VYPR
researchPublished May 22, 2026· 1 source

Iranian APT Screening Serpens Targets Tech and Defense Sectors with Novel Attack Chains

Iranian state-backed group Screening Serpens is conducting active espionage campaigns in 2026, using AppDomainManager hijacking and new RAT variants to breach technology and defense organizations.

Unit 42 researchers have documented an ongoing espionage campaign by the Iranian advanced persistent threat (APT) group known as Screening Serpens, which is actively targeting organizations in the technology and defense sectors during 2026. The group is deploying sophisticated attack chains that rely on AppDomainManager hijacking — a technique that allows malicious code execution within the .NET application domain — along with previously undocumented remote access trojan (RAT) variants to maintain persistence and exfiltrate sensitive data.

The attack chain begins with spear-phishing emails crafted to appear as legitimate business communications.

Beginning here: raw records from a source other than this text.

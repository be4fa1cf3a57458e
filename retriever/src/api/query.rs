use super::AppState;
use crate::context::QueryContext;
use crate::error::Result;
use crate::models::{QueryInput, QueryOutput};
use std::time::Instant;
use tracing::{error, info};
use warp::{Rejection, Reply};

pub async fn handle_query(input: QueryInput, state: AppState) -> std::result::Result<impl Reply, Rejection> {
    let output = run_query(&state, &input.query)
        .await
        .map_err(warp::reject::custom)?;
    Ok(warp::reply::json(&output))
}

/// Runs one query under a fresh context and records its outcome. Shared by
/// the REST route and the `query` tool.
pub async fn run_query(state: &AppState, query: &str) -> Result<QueryOutput> {
    let ctx = QueryContext::new(state.shutdown.clone()).with_optional_timeout(state.request_timeout);
    let started = Instant::now();
    info!("Processing query [{}]: {}", ctx.request_id, query);

    let result = state.retriever.query(&ctx, query).await;

    let outcome = match &result {
        Ok(_) => "ok",
        Err(e) => e.kind(),
    };
    state.metrics.observe(outcome, started.elapsed().as_secs_f64());

    match result {
        Ok(top_k) => Ok(QueryOutput { top_k }),
        Err(e) => {
            error!("Query [{}] failed: {}", ctx.request_id, e);
            Err(e)
        }
    }
}
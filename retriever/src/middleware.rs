pub fn cors() -> warp::cors::Builder {
    warp::cors()
        .allow_any_origin()
        .allow_headers(vec![
            "User-Agent",
            "Origin",
            "Access-Control-Request-Method",
            "Access-Control-Request-Headers",
            "Content-Type",
            "Authorization",
            "Accept",
            "Content-Length",
            // MCP clients send these on every call after initialize
            "Mcp-Session-Id",
            "Mcp-Protocol-Version",
        ])
        .allow_methods(vec!["POST", "GET", "OPTIONS"])
}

Once a recipient opens a malicious attachment or clicks a link, the payload triggers an AppDomainManager injection that loads a custom RAT directly into a .NET process. This approach evades many endpoint detection systems because the malicious code runs under the context of a trusted application rather than as a standalone process, providing a stealthy foothold on the compromised system.

Screening Serpens, also tracked by other security vendors under different names, has historically aligned with Iranian strategic interests and focused on intellectual property theft and intelligence gathering. The current campaigns expand the group's toolset with RAT variants that include features like keylogging, screen capture, file exfiltration, and the ability to act as a proxy for lateral movement within victim networks. Unit 42's detailed technical analysis reveals that the new RATs communicate over encrypted channels to custom command-and-control infrastructure hosted on compromised servers in multiple countries.

The primary targets are technology companies involved in research and development, as well as defense contractors and government-affiliated agencies. While Unit 42 did not name specific victims, the report indicates the campaigns have been active since at least early 2026. The sector focus aligns with Iran's broader strategic priorities of advancing its domestic technological capabilities and countering perceived adversaries.

Organizations in the technology and defense verticals should immediately review their .NET runtime configurations and monitor for unusual AppDomainManager loading events. Security teams can also implement application control policies that restrict which binaries are allowed to load managed code. Network defenders should hunt for outbound connections from .NET processes to unfamiliar IP ranges, as these are strong indicators of a Screening Serpens compromise.

Mitigations include deploying email filtering to block spear-phishing attempts, requiring multi-factor authentication for all externally accessible services, and segmenting networks to limit lateral movement. Additionally, organizations should maintain offline backups and apply the latest security patches to all systems, though no specific CVEs were associated with this campaign — the group relies on custom tools rather than known vulnerabilities for initial access.

The broader landscape of Iranian cyber espionage continues to demonstrate increasing technical sophistication. Screening Serpens joins a list of Iranian APT groups — alongside groups like APT33, APT34, and Charming Kitten — that actively target Western technology and defense sectors. The use of AppDomainManager hijacking specifically shows how these groups adapt legitimate .NET features for malicious purposes, a trend security researchers expect to continue as Microsoft's ecosystem remains ubiquitous in enterprise environments.